Me: This is Dr. Pro Choice. I’m calling to get a prior authorization for ortho-evra for my patient.

Customer Service Associate: OK, let me look into that for you…(5 minutes of terrible muzak later) I’m showing we don’t cover that medication.

Me: Right, that’s why I’m calling. Can you tell me why you don’t cover that medication?

CSA: Let me look into that for you… (5 minutes of even worse muzak later) We don’t cover any contraceptive methods.

Me: What? Are you sure?

CSA: Yes Ma’am, this plan that your patient signed up for does not cover contraceptive methods.

Me: (after a moment of disbelief) So how can I get this for my patient? She can’t afford it on her own. She has Medicaid.

CSA: You can make an application.

Me: Great, let’s do that.

CSA: What is the diagnosis?

Me: Diagnosis?

CSA: Yes, what is the diagnosis?

Me: (long pause) Female?

CSA: That is not an accepted diagnosis

Me: Human? Able to get pregnant? Sexually active?

CSA: Those are not accepted either.

Me: Umm, OK, menorrhagia [not the real reason but a ‘real’ diagnosis].

[1 minute on hold]

CSA: Your request has been approved.

I wish I could say I made this up, but it happened just a few weeks before this decision came from HHS. There IS no diagnosis code justifying contraception as a way to avoid pregnancy, because diagnosis codes are built around illness. Avoiding pregnancy usually isn’t about already being sick, it’s about preventing something from happening. So birth control clearly belongs in the list of preventive services.

I fear politics will get in the way of the HHS ruling that all contraceptive services be covered free of charge under all insurers starting next year, but if not, women with private or public insurance will not have to pay for their birth control. This is a huge step for all women, and a small step for doctors like me who will no longer have to have conversations such as the one above.

Want To Eliminate The Need For Abortion? Make Contraception Accessible

29 Apr

According to Reuters, the number of women who say they have used emergency contraception has more than doubled – from about 4% in 2002 to 10% in less than 10 years. This is likely due to the decision to make the “morning after pill” available over the counter. In other words, when you make contraception safe, accessible, and affordable*, people will use it, thereby preventing the unintended pregnancies that often result in termination.

If you are under 17, you must have a prescription, which requires a doctor’s note, which in many cases requires involving a parent. EC also needs to be taken within 120 hours (5 days), and the sooner, the better. If you’ve ever tried to get an appointment with your doctor in a timely manner, you know how difficult that can be unless you show up at the emergency room having been both stabbed and shot – and even then, you’re probably behind a guy with a tree trunk through his torso. This arbitrary rule would seem to indicate that teenagers’ contraceptive needs are not as important to lawmakers as the ongoing desire to (inadequately) police their morals and values.

Let us be clear: emergency contraception is called that for a reason.
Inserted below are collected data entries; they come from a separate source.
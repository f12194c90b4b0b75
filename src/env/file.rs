//! Env file parsing.
//!
//! Parses dotenv-style files in the exact dialect the Android build step
//! expects: one `KEY=VALUE` pair per line, split at the first `=`, both
//! sides trimmed. No quote stripping and no variable interpolation — values
//! are taken verbatim after trimming, so `KEY="x"` keeps its quotes.

use crate::error::{EnvStitchError, Result};
use std::collections::HashMap;
use std::fs;
use std::path::Path;

/// Parse env file content into a map of properties.
///
/// Skipped without diagnostics: blank lines, lines whose first
/// non-whitespace character is `#`, and lines containing no `=`.
/// A repeated key overwrites the earlier value.
///
/// # Example
///
/// ```
/// use envstitch::env::parse_env_file;
///
/// let content = "# auth config\nAUTH0_DOMAIN = example.auth0.com\nFOO=bar=baz";
///
/// let props = parse_env_file(content);
/// assert_eq!(props.get("AUTH0_DOMAIN").map(String::as_str), Some("example.auth0.com"));
/// assert_eq!(props.get("FOO").map(String::as_str), Some("bar=baz"));
/// ```
pub fn parse_env_file(content: &str) -> HashMap<String, String> {
    let mut properties = HashMap::new();

    for line in content.lines() {
        let line = line.trim();

        // Skip blank lines and comments
        if line.is_empty() || line.starts_with('#') {
            continue;
        }

        // Split KEY=VALUE at the first `=`; lines without one are skipped
        if let Some(eq_pos) = line.find('=') {
            let key = line[..eq_pos].trim().to_string();
            let value = line[eq_pos + 1..].trim().to_string();
            properties.insert(key, value);
        }
    }

    properties
}

/// Load and parse an env file from a path.
///
/// # Errors
///
/// Returns [`EnvStitchError::EnvFileRead`] if the file cannot be read.
/// Callers check existence first, so any read failure here is fatal.
pub fn load_env_file(path: &Path) -> Result<HashMap<String, String>> {
    let content = fs::read_to_string(path).map_err(|source| EnvStitchError::EnvFileRead {
        path: path.to_path_buf(),
        source,
    })?;

    Ok(parse_env_file(&content))
}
It is contraception. If you are pregnant, it will not terminate the pregnancy. It is the equivalent of a condom, or the pill – but it can work after those have failed, preventing sperm from fertilizing the egg. It is the “oops the condom broke” answer we never used to have. It is the “crap – did I take my pill this morning??” you may not need to panic about the answer to. Emergency contraception is a lovely solution to the impasse between “I don’t want to get pregnant” and “I got pregnant and don’t want to be pregnant.” If the goal is really to lower the number of abortions people have, the simplest, most graceful solution is to lower the number of unintended pregnancies. Lawmakers, take note: promoting the availability, accessibility, and affordability of contraception serves to prove that people want to make the best decisions for themselves. Catch your policy up to our reality.

*According to Planned Parenthood, the pill can cost $10-$70. Imagine how helpful it is to have it covered by insurance or a co-pay. It can cost up to $250 if you’re under 17 and need a doctor’s visit and a prescription – imagine how many young people could prevent a pregnancy and avoid an abortion entirely if some strange moral social code decided that access was better for them than an unintended pregnancy!